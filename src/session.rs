use std::sync::Arc;

use moka::future::Cache;
use parking_lot::Mutex;
use tracing::info;

use crate::{
    backend::CourseBackend,
    config::Config,
    course::{ContentTree, Course, CourseId, LearnerId, Lesson, LessonId},
    enrollment::{EnrollmentReconciler, EnrollmentState, Reconciliation, RetryPolicy},
    error::{Error, Result},
    progress::{ProgressSnapshot, ProgressTracker},
    sync::{Mutation, SyncCoordinator, SyncOutcome},
    utils::with_timeout,
};

/// One learner viewing one course.
///
/// State is rehydrated from the server on open and lives as long as the session. Callers
/// only read it; changes go through [`CourseSession::reconcile`] and
/// [`CourseSession::complete_lesson`].
pub struct CourseSession {
    course: Course,
    tree: Arc<ContentTree>,
    reconciler: EnrollmentReconciler,
    tracker: Arc<Mutex<ProgressTracker>>,
    coordinator: SyncCoordinator,
    retry_policy: RetryPolicy,
}

impl CourseSession {
    pub async fn open(
        backend: Arc<dyn CourseBackend>,
        course_id: CourseId,
        learner_id: LearnerId,
        config: &Config,
    ) -> Result<Self> {
        let timeout = config.request_timeout();
        let course = with_timeout(timeout, backend.course(course_id)).await?;
        let lessons = with_timeout(timeout, backend.lessons(course_id)).await?;
        let tree = Arc::new(ContentTree::build(&lessons, config.tree.lessons_per_module)?);

        let reconciler = EnrollmentReconciler::new(backend.clone(), course_id, learner_id, timeout);
        let enrollment = reconciler.check_enrollment().await?;
        let (completed, remote_percentage) = match &enrollment {
            EnrollmentState::Enrolled {
                enrollment_id,
                progress_percentage,
            } => (
                with_timeout(timeout, backend.completed_lessons(*enrollment_id)).await?,
                Some(*progress_percentage),
            ),
            EnrollmentState::Completed { enrollment_id, .. } => (
                with_timeout(timeout, backend.completed_lessons(*enrollment_id)).await?,
                Some(100),
            ),
            _ => (vec![], None),
        };
        let mut tracker = ProgressTracker::new(tree.clone(), completed);
        if let Some(percentage) = remote_percentage {
            tracker.apply_remote_percentage(percentage);
        }
        info!(
            "open session learner {} course {}: {} modules, {} lessons, {}%",
            learner_id,
            course_id,
            tree.modules.len(),
            tree.total_lessons(),
            tracker.snapshot().percentage
        );

        let tracker = Arc::new(Mutex::new(tracker));
        let coordinator =
            SyncCoordinator::new(backend, reconciler.clone(), tracker.clone(), timeout);
        Ok(Self {
            course,
            tree,
            reconciler,
            tracker,
            coordinator,
            retry_policy: config.retry_policy(),
        })
    }

    pub fn course(&self) -> &Course {
        &self.course
    }

    /// Full tree, the denominator for progress.
    pub fn tree(&self) -> &Arc<ContentTree> {
        &self.tree
    }

    /// What the learner may open right now: everything once entitled, preview lessons before.
    pub fn visible_tree(&self) -> Arc<ContentTree> {
        if self.enrollment().is_entitled() {
            self.tree.clone()
        } else {
            Arc::new(self.tree.preview_only())
        }
    }

    pub fn enrollment(&self) -> EnrollmentState {
        self.reconciler.state()
    }

    pub fn progress(&self) -> ProgressSnapshot {
        self.tracker.lock().snapshot().clone()
    }

    pub fn open_lesson(&self, lesson_id: LessonId) -> Result<&Lesson> {
        let lesson = self.tree.get_lesson(lesson_id).ok_or_else(|| {
            Error::InvariantViolation(format!(
                "lesson {} is not part of course {}",
                lesson_id, self.course.id
            ))
        })?;
        if lesson.is_preview || self.enrollment().is_entitled() {
            Ok(lesson)
        } else {
            Err(Error::NotEntitled {
                course_id: self.course.id,
                learner_id: self.reconciler.learner_id(),
            })
        }
    }

    pub async fn check_enrollment(&self) -> Result<EnrollmentState> {
        self.reconciler.check_enrollment().await
    }

    /// Wait for entitlement after a purchase, with the configured retry policy.
    pub fn reconcile(&self) -> Reconciliation {
        self.reconcile_with(self.retry_policy)
    }

    pub fn reconcile_with(&self, policy: RetryPolicy) -> Reconciliation {
        self.reconciler.reconcile_with_retry(policy)
    }

    pub async fn apply_optimistic(&self, mutation: Mutation) -> Result<SyncOutcome> {
        self.coordinator.apply_optimistic(mutation).await
    }

    pub async fn complete_lesson(&self, lesson_id: LessonId) -> Result<SyncOutcome> {
        self.apply_optimistic(Mutation::CompleteLesson(lesson_id))
            .await
    }

    pub async fn report_course_completion(&self) -> Result<SyncOutcome> {
        self.coordinator.report_course_completion().await
    }
}

type SessionKey = (LearnerId, CourseId);

/// Open sessions, keyed by learner and course, dropped after they sit idle.
pub struct SessionRegistry {
    backend: Arc<dyn CourseBackend>,
    config: Config,
    sessions: Cache<SessionKey, Arc<CourseSession>>,
}

impl SessionRegistry {
    pub fn new(backend: Arc<dyn CourseBackend>, config: Config) -> Self {
        let sessions = Cache::builder()
            .max_capacity(config.sessions.capacity)
            .time_to_idle(config.session_idle())
            .build();
        Self {
            backend,
            config,
            sessions,
        }
    }

    pub async fn get_or_open(
        &self,
        learner_id: LearnerId,
        course_id: CourseId,
    ) -> Result<Arc<CourseSession>> {
        let backend = self.backend.clone();
        let config = self.config.clone();
        self.sessions
            .try_get_with((learner_id, course_id), async move {
                CourseSession::open(backend, course_id, learner_id, &config)
                    .await
                    .map(Arc::new)
            })
            .await
            .map_err(Arc::unwrap_or_clone)
    }

    pub async fn close(&self, learner_id: LearnerId, course_id: CourseId) {
        self.sessions.invalidate(&(learner_id, course_id)).await;
    }
}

= Work instruction =
Take the entries above and return only the lines from the one with "self.reconciler.reconcile_with_retry(policy)" to the one with "let sessions = Cache::builder()", both included, unchanged.

= Exercise response =
        self.reconciler.reconcile_with_retry(policy)
    }

    pub async fn apply_optimistic(&self, mutation: Mutation) -> Result<SyncOutcome> {
        self.coordinator.apply_optimistic(mutation).await
    }

    pub async fn complete_lesson(&self, lesson_id: LessonId) -> Result<SyncOutcome> {
        self.apply_optimistic(Mutation::CompleteLesson(lesson_id))
            .await
    }

    pub async fn report_course_completion(&self) -> Result<SyncOutcome> {
        self.coordinator.report_course_completion().await
    }
}

type SessionKey = (LearnerId, CourseId);

/// Open sessions, keyed by learner and course, dropped after they sit idle.
pub struct SessionRegistry {
    backend: Arc<dyn CourseBackend>,
    config: Config,
    sessions: Cache<SessionKey, Arc<CourseSession>>,
}

impl SessionRegistry {
    pub fn new(backend: Arc<dyn CourseBackend>, config: Config) -> Self {
        let sessions = Cache::builder()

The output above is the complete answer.